▶ **What is needed**: Each entry shown below is to be reproduced exactly.

(Exercise inputs)

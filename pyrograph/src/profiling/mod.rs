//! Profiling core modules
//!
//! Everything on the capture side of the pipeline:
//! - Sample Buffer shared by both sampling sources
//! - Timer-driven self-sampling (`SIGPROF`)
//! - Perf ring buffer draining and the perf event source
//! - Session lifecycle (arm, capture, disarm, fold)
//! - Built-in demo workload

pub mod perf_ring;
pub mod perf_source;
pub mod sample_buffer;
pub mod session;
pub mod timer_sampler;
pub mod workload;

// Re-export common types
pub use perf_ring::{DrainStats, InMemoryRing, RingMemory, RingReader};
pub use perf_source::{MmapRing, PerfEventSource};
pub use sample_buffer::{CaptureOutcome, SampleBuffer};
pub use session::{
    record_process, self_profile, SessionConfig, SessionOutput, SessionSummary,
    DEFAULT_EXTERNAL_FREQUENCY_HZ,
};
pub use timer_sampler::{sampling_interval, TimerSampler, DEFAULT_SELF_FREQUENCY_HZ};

(End Exercise inputs)

▶ **Exercise response**:
filename pyrograph/src/profiling/mod.rs
//! Profiling core modules
//!
//! Everything on the capture side of the pipeline:
//! - Sample Buffer shared by both sampling sources
//! - Timer-driven self-sampling (`SIGPROF`)
//! - Perf ring buffer draining and the perf event source
//! - Session lifecycle (arm, capture, disarm, fold)
//! - Built-in demo workload

pub mod perf_ring;
pub mod perf_source;
pub mod sample_buffer;
pub mod session;
pub mod timer_sampler;
pub mod workload;

// Re-export common types
pub use perf_ring::{DrainStats, InMemoryRing, RingMemory, RingReader};
pub use perf_source::{MmapRing, PerfEventSource};
pub use sample_buffer::{CaptureOutcome, SampleBuffer};
pub use session::{
    record_process, self_profile, SessionConfig, SessionOutput, SessionSummary,
    DEFAULT_EXTERNAL_FREQUENCY_HZ,
};
pub use timer_sampler::{sampling_interval, TimerSampler, DEFAULT_SELF_FREQUENCY_HZ};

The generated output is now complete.